Single Sign-On (SSO) Setup

~10 min | Last updated June 30, 2026

What SSO does

Single Sign-On lets your team sign in to Findable with your company’s identity provider, instead of managing a separate Findable password. Findable uses WorkOS behind the scenes to connect to common providers such as Microsoft Entra ID, Okta, Google Workspace, and other SAML or OIDC identity providers.

Use this guide if you are an organization admin and want your users to sign in through your company’s normal login flow.

Before you start

You will need:

  • Organization admin access in Findable
  • Admin access to your identity provider, or help from your IT team
  • The list of email domains that should use SSO, for example company.com

Keep a regular admin user available until the setup has been tested. That gives you a fallback if the identity provider configuration needs adjusting.
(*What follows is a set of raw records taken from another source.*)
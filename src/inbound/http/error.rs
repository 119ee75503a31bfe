//! HTTP adapter mapping for domain errors.
//!
//! Keeps the domain error type HTTP-agnostic while letting handlers turn
//! domain failures into consistent JSON responses and status codes. Each
//! failure kind maps to a distinct transport status.

use actix_web::{HttpResponse, ResponseError, http::StatusCode};

use crate::domain::{Error, ErrorCode};

/// Convenient result alias for HTTP handlers.
pub type ApiResult<T> = Result<T, Error>;

fn status_for(code: ErrorCode) -> StatusCode {
    match code {
        ErrorCode::InvalidRequest | ErrorCode::InvalidPrice => StatusCode::BAD_REQUEST,
        ErrorCode::Unauthorized => StatusCode::UNAUTHORIZED,
        ErrorCode::Forbidden => StatusCode::FORBIDDEN,
        ErrorCode::NotFound => StatusCode::NOT_FOUND,
        ErrorCode::ServiceUnavailable => StatusCode::SERVICE_UNAVAILABLE,
        ErrorCode::InternalError => StatusCode::INTERNAL_SERVER_ERROR,
    }
}

fn redact_if_internal(error: &Error) -> Error {
    if matches!(error.code(), ErrorCode::InternalError) {
        Error::internal("Internal server error")
    } else {
        error.clone()
    }
}

impl ResponseError for Error {
    fn status_code(&self) -> StatusCode {
        status_for(self.code())
    }

    fn error_response(&self) -> HttpResponse {
        HttpResponse::build(self.status_code()).json(redact_if_internal(self))
    }
}
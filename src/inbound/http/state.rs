//! Shared HTTP adapter state.
//!
//! Handlers accept this state via `actix_web::web::Data` so they only depend
//! on the domain ports and stay testable without I/O.

use std::sync::Arc;

use crate::domain::ports::{ListingsCommand, ListingsQuery};

/// Dependency bundle for both presentation adapters.
#[derive(Clone)]
pub struct HttpState {
    pub listings_query: Arc<dyn ListingsQuery>,
    pub listings_command: Arc<dyn ListingsCommand>,
}

impl HttpState {
    /// Construct state from the listing port implementations.
    pub fn new(
        listings_query: Arc<dyn ListingsQuery>,
        listings_command: Arc<dyn ListingsCommand>,
    ) -> Self {
        Self {
            listings_query,
            listings_command,
        }
    }
}
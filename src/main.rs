//! Marketplace backend entry-point.

use tracing::warn;
use tracing_subscriber::{EnvFilter, fmt};

use bazaar::server::{self, ServerConfig};

#[actix_web::main]
async fn main() -> std::io::Result<()> {
    if let Err(e) = fmt()
        .with_env_filter(EnvFilter::from_default_env())
        .json()
        .try_init()
    {
        warn!(error = %e, "tracing init failed");
    }

    let config = ServerConfig::from_env()?;
    server::run(config).await
}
Open the Authentication panel

  1. Sign in to Findable as an organization admin.
  2. Open Organization settings.
  3. Go to Authentication.
  4. Choose the SSO setup option.

The Authentication panel is where you manage SSO for the organization. If you cannot see it, check that you are in the correct organization and have organization admin permissions.

Connect your identity provider

Findable will guide you through the provider setup. The exact fields depend on whether your company uses SAML or OIDC, but the flow is usually:

  1. Choose your identity provider in the Authentication panel.
  2. Copy the setup values from Findable into your identity provider.
  3. Copy the identity provider values back into Findable.
  4. Add the email domains that should use SSO.
  5. Save the configuration.

Your IT team may need the Assertion Consumer Service URL, Entity ID, Client ID, Client Secret, issuer URL, or metadata URL. Use the values shown in the Authentication panel, since they are unique to your Findable organization.

Test SSO

Test the setup before requiring everyone to use it.

  1. Ask one user from the SSO domain to sign out of Findable.
  2. Have them sign in again with their company email address.
  3. Confirm that they are redirected to the identity provider.
  4. Confirm that they return to Findable and can access the expected organization.

If the user lands in the wrong organization or cannot access expected buildings, check their Findable user permissions after the SSO login succeeds. SSO handles sign-in; Findable permissions still control what the user can see inside the product.

Troubleshooting

If SSO does not work on the first try, check these items:

  • The email domain in Findable matches the user’s email address.
  • The redirect or callback URL in your identity provider matches the value in Findable.
  • The user is assigned to the Findable app in your identity provider.
  • The certificate or client secret has not expired.
  • The user’s Findable account uses the same email address as the identity provider.

If your IT team needs help, send them the provider values from the Authentication panel and contact Findable support.